Item 4 shows the locking pins, where these are installed in the lock shell.
In addition, FIG. 5 shows the two types of locking pins, one of which is
shown in item 4a, where the lower section is short and the upper section
long, while the other is shown in item 4b, where the lower section is long
and the upper section short.
The general function of the mechanical part of the electromechanical lock
and code generator is such that when the code medium, item 3, is inserted
fully into the lock core, item 2, the coded edge, item 14, of the said
medium will raise the locking pins, item 4, in such a manner--presupposing
that the code medium is correct that--the planes dividing the locking pins
between an upper and a lower section will be aligned within the transition
zone between the lock core, item 2, and the lock shell, item 1, thus
releasing the lock core, item 2, which subsequently may be turned. When
the lock core, item 2, is turned a number of degrees clockwise, there will
be opened for the transmission of light from the light transmitters, item
12, through the light channels, item 10, of the lock shell, and into the
light channels, item 9, of the lock core, after which the light at the
centre of the lock core will strike the code medium, item 3. The code
medium, item 3, will by way of its optical code (holes), item 11, allow
the light in some of the light channels to pass into the light channels,
item 9a, of the lock core, item 2, and then continue through to the
opposite light channels, item 10a, of the lock shell, in order to be
picked up here by the photocells, item 13, of the electronics. In the
instance that no code medium is present in the lock core, item 2, the
locking pins, item 4, will be pressed down towards their contact faces in
the lock core, item 2, and their dividing planes will be positioned at a
certain distance downwards into the lock core, item 2, and as a
consequence the upper section of the locking pins, item 4, will be placed
in the transition zone between the lock core, item 2, and the lock shell,
item 1, thus preventing the lock core, item 2, from being turned.
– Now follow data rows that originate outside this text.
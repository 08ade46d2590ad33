//! User data models.

use serde::{Deserialize, Serialize};

use super::generate_id;

/// User interface language.
#[derive(Debug, Clone, Copy, Default, PartialEq, Eq, Serialize, Deserialize)]
#[serde(rename_all = "lowercase")]
pub enum Language {
    #[default]
    Pt,
    En,
}

/// User role.
#[derive(Debug, Clone, Copy, Default, PartialEq, Eq, Serialize, Deserialize)]
#[serde(rename_all = "lowercase")]
pub enum Role {
    #[default]
    User,
    Admin,
}

/// A user document as stored. `password` holds the bcrypt hash, never the
/// plaintext; this type is not serialized in API responses.
#[derive(Debug, Clone, PartialEq, Serialize, Deserialize)]
#[serde(rename_all = "camelCase")]
pub struct User {
    #[serde(rename = "_id", default = "generate_id")]
    pub id: String,
    pub name: String,
    /// Unique across users.
    pub email: String,
    /// bcrypt hash.
    pub password: String,
    #[serde(default)]
    pub prefered_language: Language,
    #[serde(default)]
    pub use_subtitle: bool,
    #[serde(default)]
    pub role: Role,
}

/// Signup payload. The password arrives in plaintext and is hashed before
/// the document is stored.
#[derive(Debug, Clone, Deserialize)]
#[serde(rename_all = "camelCase")]
pub struct NewUser {
    pub name: String,
    pub email: String,
    pub password: String,
    #[serde(default)]
    pub prefered_language: Language,
    #[serde(default)]
    pub use_subtitle: bool,
    #[serde(default)]
    pub role: Role,
}

/// Account update payload. `password` must match the stored hash;
/// `new_password` is re-hashed when present. Only present profile fields
/// are written.
#[derive(Debug, Clone, Deserialize)]
#[serde(rename_all = "camelCase")]
pub struct UserUpdate {
    /// Current password, for verification.
    pub password: String,
    #[serde(default)]
    pub new_password: Option<String>,
    #[serde(default)]
    pub name: Option<String>,
    #[serde(default)]
    pub prefered_language: Option<Language>,
    #[serde(default)]
    pub use_subtitle: Option<bool>,
}

/// Account deletion payload.
#[derive(Debug, Clone, Deserialize)]
#[serde(rename_all = "camelCase")]
pub struct UserCredentials {
    pub password: String,
}

/// The user shape exposed by the API: everything but the password hash.
#[derive(Debug, Clone, PartialEq, Serialize)]
#[serde(rename_all = "camelCase")]
pub struct UserProfile {
    #[serde(rename = "_id")]
    pub id: String,
    pub name: String,
    pub email: String,
    pub prefered_language: Language,
    pub use_subtitle: bool,
    pub role: Role,
}

impl From<User> for UserProfile {
    fn from(user: User) -> Self {
        Self {
            id: user.id,
            name: user.name,
            email: user.email,
            prefered_language: user.prefered_language,
            use_subtitle: user.use_subtitle,
            role: user.role,
        }
    }
}
//! Nested-element re-verification.
//!
//! A compound filter matching a document does not prove the nested ids
//! coexist on one branch at the queried depth (dotted-path conditions
//! match independently across array elements). After a fetch or update
//! returns a document, the locator walks its nested sequences to confirm
//! the addressed element actually exists there, and on failure reports
//! the depth at which resolution stopped.

use crate::models::media::{Media, Subtitle};
use crate::models::serie::{Season, Serie};

/// Anything carrying a generated nested-element identifier.
pub trait Keyed {
    fn key(&self) -> &str;
}

impl Keyed for Media {
    fn key(&self) -> &str {
        &self.id
    }
}

impl Keyed for Season {
    fn key(&self) -> &str {
        &self.id
    }
}

impl Keyed for Subtitle {
    fn key(&self) -> &str {
        &self.id
    }
}

/// The depth at which a season-then-episode walk failed to resolve.
#[derive(Debug, Clone, Copy, PartialEq, Eq)]
pub enum MissingAt {
    Season,
    Episode,
}

/// Find an element by identifier within one nested sequence.
///
/// An empty sequence is an ordinary miss, never a panic.
pub fn find_by_id<'a, T: Keyed>(entries: &'a [T], id: &str) -> Option<&'a T> {
    entries.iter().find(|entry| entry.key() == id)
}

/// Resolve an episode through its season, reporting which segment failed.
pub fn locate_episode<'a>(
    serie: &'a Serie,
    season_id: &str,
    episode_id: &str,
) -> Result<&'a Media, MissingAt> {
    let season = find_by_id(&serie.seasons, season_id).ok_or(MissingAt::Season)?;
    find_by_id(&season.episodes, episode_id).ok_or(MissingAt::Episode)
}
//! Data models.

pub mod category;
pub mod config;
pub mod media;
pub mod movie;
pub mod serie;
pub mod user;

/// Generate a fresh nested-element identifier.
///
/// Identifiers are UUIDs, so they are never reused after a deletion.
pub fn generate_id() -> String {
    uuid::Uuid::new_v4().to_string()
}
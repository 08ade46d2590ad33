//! Serie service.
//!
//! The same addressing scheme as movies, one level deeper: seasons are
//! addressed by `{_id, "seasons._id"}` and episodes by
//! `{_id, "seasons._id", "seasons.episodes._id"}`. Because dotted-path
//! conditions match independently across branches, a compound match never
//! proves the episode lives under the addressed season; the locator
//! settles that against the returned document, and its failure depth
//! picks the resource reported as missing.

use std::sync::Arc;

use serde_json::json;

use super::locator::{self, MissingAt};
use super::{payload, SERIES};
use crate::error::{Error, Resource, Result};
use crate::models::media::{Media, MediaUpdate};
use crate::models::serie::{Season, SeasonUpdate, Serie, SerieUpdate};
use crate::store::{Filter, ReturnDocument, Store, UpdateDoc};

/// Serie operations.
#[derive(Clone)]
pub struct Series {
    store: Arc<Store>,
}

impl Series {
    pub fn new(store: Arc<Store>) -> Self {
        Self { store }
    }

    /// Insert a new serie.
    pub fn create(&self, serie: Serie) -> Result<Serie> {
        let doc = self.store.insert(SERIES, serde_json::to_value(&serie)?)?;
        Ok(serde_json::from_value(doc)?)
    }

    /// Append an empty season and return the updated serie.
    pub fn append_season(&self, serie_id: &str) -> Result<Serie> {
        let update = UpdateDoc::new().push("seasons", serde_json::to_value(Season::new())?);
        let doc = self
            .store
            .find_one_and_update(SERIES, &Filter::id(serie_id), &update, ReturnDocument::After)?
            .ok_or(Error::NotFound(Resource::Serie))?;
        Ok(serde_json::from_value(doc)?)
    }

    /// Append an episode to a season and return the updated serie.
    ///
    /// When the compound filter misses, a root probe decides whether the
    /// serie or the season is the missing resource, in that order.
    pub fn append_episode(&self, serie_id: &str, season_id: &str, episode: Media) -> Result<Serie> {
        let filter = Filter::id(serie_id).with("seasons._id", season_id);
        let update = UpdateDoc::new().push("seasons.$.episodes", serde_json::to_value(&episode)?);

        match self
            .store
            .find_one_and_update(SERIES, &filter, &update, ReturnDocument::After)?
        {
            Some(doc) => {
                let serie: Serie = serde_json::from_value(doc)?;
                if locator::find_by_id(&serie.seasons, season_id).is_none() {
                    return Err(Error::NotFound(Resource::Season));
                }
                Ok(serie)
            }
            None => Err(self.missing_season_or_serie(serie_id)?),
        }
    }

    /// All series.
    pub fn list(&self) -> Result<Vec<Serie>> {
        let docs = self.store.find(SERIES, &Filter::new())?;
        docs.into_iter()
            .map(|doc| Ok(serde_json::from_value(doc)?))
            .collect()
    }

    /// A serie by id.
    pub fn get(&self, serie_id: &str) -> Result<Serie> {
        let doc = self
            .store
            .find_one(SERIES, &Filter::id(serie_id))?
            .ok_or(Error::NotFound(Resource::Serie))?;
        Ok(serde_json::from_value(doc)?)
    }

    /// A single season.
    pub fn get_season(&self, serie_id: &str, season_id: &str) -> Result<Season> {
        let filter = Filter::id(serie_id).with("seasons._id", season_id);
        match self.store.find_one(SERIES, &filter)? {
            Some(doc) => {
                let serie: Serie = serde_json::from_value(doc)?;
                locator::find_by_id(&serie.seasons, season_id)
                    .cloned()
                    .ok_or(Error::NotFound(Resource::Season))
            }
            None => Err(self.missing_season_or_serie(serie_id)?),
        }
    }

    /// A single episode, resolved through its season.
    pub fn get_episode(&self, serie_id: &str, season_id: &str, episode_id: &str) -> Result<Media> {
        let filter = Filter::id(serie_id)
            .with("seasons._id", season_id)
            .with("seasons.episodes._id", episode_id);

        let serie: Serie = match self.store.find_one(SERIES, &filter)? {
            Some(doc) => serde_json::from_value(doc)?,
            None => {
                // The compound filter is weaker than the locator, so the
                // root document is enough to classify the failure depth.
                let root = self
                    .store
                    .find_one(SERIES, &Filter::id(serie_id))?
                    .ok_or(Error::NotFound(Resource::Serie))?;
                serde_json::from_value(root)?
            }
        };

        locator::locate_episode(&serie, season_id, episode_id)
            .cloned()
            .map_err(|depth| match depth {
                MissingAt::Season => Error::NotFound(Resource::Season),
                MissingAt::Episode => Error::NotFound(Resource::Episode),
            })
    }

    /// Update root-level fields and return the post-update serie.
    pub fn update(&self, serie_id: &str, fields: SerieUpdate) -> Result<Serie> {
        let update = payload::root_update(fields.into_fields());
        let doc = self
            .store
            .find_one_and_update(SERIES, &Filter::id(serie_id), &update, ReturnDocument::After)?
            .ok_or(Error::NotFound(Resource::Serie))?;
        Ok(serde_json::from_value(doc)?)
    }

    /// Partially update one season and return it.
    pub fn update_season(
        &self,
        serie_id: &str,
        season_id: &str,
        fields: SeasonUpdate,
    ) -> Result<Season> {
        let filter = Filter::id(serie_id).with("seasons._id", season_id);
        let update = payload::scoped_update("seasons", fields.into_fields());
        let doc = self
            .store
            .find_one_and_update(SERIES, &filter, &update, ReturnDocument::After)?
            .ok_or(Error::NotFound(Resource::Serie))?;

        let serie: Serie = serde_json::from_value(doc)?;
        locator::find_by_id(&serie.seasons, season_id)
            .cloned()
            .ok_or(Error::NotFound(Resource::Serie))
    }

    /// Partially update one episode and return it.
    ///
    /// Three-level addressing: the serie by id, the season by array
    /// filter, the episode by positional marker within that season.
    pub fn update_episode(
        &self,
        serie_id: &str,
        season_id: &str,
        episode_id: &str,
        fields: MediaUpdate,
    ) -> Result<Media> {
        let filter = Filter::id(serie_id)
            .with("seasons._id", season_id)
            .with("seasons.episodes._id", episode_id);
        let update = payload::scoped_update("seasons.$[season].episodes", fields.into_fields())
            .array_filter("season", "_id", season_id);

        let doc = self
            .store
            .find_one_and_update(SERIES, &filter, &update, ReturnDocument::After)?
            .ok_or(Error::NotFound(Resource::Serie))?;

        let serie: Serie = serde_json::from_value(doc)?;
        locator::locate_episode(&serie, season_id, episode_id)
            .cloned()
            .map_err(|_| Error::NotFound(Resource::Serie))
    }

    /// Delete the whole serie document, nested content included.
    pub fn destroy(&self, serie_id: &str) -> Result<()> {
        self.store
            .find_one_and_delete(SERIES, &Filter::id(serie_id))?
            .ok_or(Error::NotFound(Resource::Serie))?;
        Ok(())
    }

    /// Remove one season.
    pub fn destroy_season(&self, serie_id: &str, season_id: &str) -> Result<()> {
        let filter = Filter::id(serie_id).with("seasons._id", season_id);
        let update = UpdateDoc::new().pull("seasons", json!({ "_id": season_id }));
        let doc = self
            .store
            .find_one_and_update(SERIES, &filter, &update, ReturnDocument::After)?
            .ok_or(Error::NotFound(Resource::Season))?;

        let serie: Serie = serde_json::from_value(doc)?;
        if locator::find_by_id(&serie.seasons, season_id).is_some() {
            return Err(Error::RemovalIncomplete(Resource::Season));
        }
        Ok(())
    }

    /// Remove one episode from its season.
    pub fn destroy_episode(&self, serie_id: &str, season_id: &str, episode_id: &str) -> Result<()> {
        let filter = Filter::id(serie_id)
            .with("seasons._id", season_id)
            .with("seasons.episodes._id", episode_id);
        let update = UpdateDoc::new().pull("seasons.$.episodes", json!({ "_id": episode_id }));
        let doc = self
            .store
            .find_one_and_update(SERIES, &filter, &update, ReturnDocument::After)?
            .ok_or(Error::NotFound(Resource::Episode))?;

        let serie: Serie = serde_json::from_value(doc)?;
        if locator::locate_episode(&serie, season_id, episode_id).is_ok() {
            return Err(Error::RemovalIncomplete(Resource::Episode));
        }
        Ok(())
    }

    /// Classify a compound-filter miss at season depth: the serie when the
    /// root is gone, the season otherwise.
    fn missing_season_or_serie(&self, serie_id: &str) -> Result<Error> {
        if self.store.find_one(SERIES, &Filter::id(serie_id))?.is_none() {
            Ok(Error::NotFound(Resource::Serie))
        } else {
            Ok(Error::NotFound(Resource::Season))
        }
    }
}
In the instance of an incorrect code medium, item 3, it will not be
possible to align all of the dividing planes of the locking pins in the
transition zone between the lock core, item 2, and the lock shell, item 1,
and a turning of the lock core, item 2, will thus be impossible.
FIG. 6 shows a block diagram of the electrical circuit B for the
electromechanical lock and code generator, with a serial optical output.
In addition, please refer to the items in FIGS. 2, 3, and 4.
At the instant when the code medium, item 3, is inserted into the lock
core, item 2, in FIGS. 3 and 4, and the said core 2 is turned clockwise
away from the locked position, the supply voltage is connected to the
electronics built into the electromechanical lock and code generator B,
and the following cycle of operations is carried out:
When the lock core 2 is turned, and current is supplied to the electronic
circuit B, the timer circuit 20 is activated, and an activation signal is
sent to the input 3 of the AND circuit 21 this activation signal only
being present until the timing cycle of the timing circuit 20 has been run
through, after which the AND circuit 21 again will be blocked, until the
current supply has been disconnected.
The twelve light transmitters shown here, item 12, will transmit light
through the light channel 10 of the lock shell 1 in FIG. 3, to and through
the light channel 9 of the lock core 2 in FIG. 3 (assuming that the lock
core, item 2 in FIGS. 2 and 3, is turned to its proper position, i.e. that
it is turned a number of degrees in the clockwise direction), and further
towards the light apertures, item 11, of the code medium 3.
If the code medium, item 3 in FIGS. 2 and 3, presents a light aperture,
item 11, the light will continue through the light apertures, item 11, of
the code medium 3, through the opposite light aperture channel, item 9a in
FIG. 3, of the lock core 2, then through the opposite light channel, item
10a in FIG. 3, of the lock shell 1, in order to finally be received by the
photocells, item 13, of the receiver (the photocells may be photo diodes
or photo transistors). In the electrical circuit, the light received by
the photocells 13 will be converted from optical signals to electrical
signals, which now contain an electrical code based on the combination of
holes, item 11, in the code medium 3. The code thus produced will then be
passed to the parallel inputs of the integrated circuit (IC.1) 22. In IC.1
22, the signal is converted to a serial electrical signal. This signal is
then sent to two locations: firstly, to the input 1 of a three-input
integrated AND circuit 21, and secondly to the serial input of another
integrated circuit IC.2 23. In the latter circuit, the two codes, which
have been received successively at the serial input, will be compared to
the code sent from the ROM circuit 24, to the parallel inputs of IC.2 23,
and if there is conformity between these, an activation signal is sent
from the output of IC.2 23, to the input 2 of the AND circuit 21. The AND
circuit 21 is thus opened, assuming that the activation signal from the
timer circuit 20 to input 3 of the AND circuit 21 still is present, and
thus the serial signal on input 1 is allowed to pass through the AND
circuit 21 in order to arrive at an optocoupled driver circuit 25
continuing through to the power output 26 of the code transmitter, where
the said power output also functions as an electrical/optical converter,
which then sends out the code on an optical code transportation medium at
a predetermined transmission rate, and within a short time interval, which
is predetermined by the timer circuit 20.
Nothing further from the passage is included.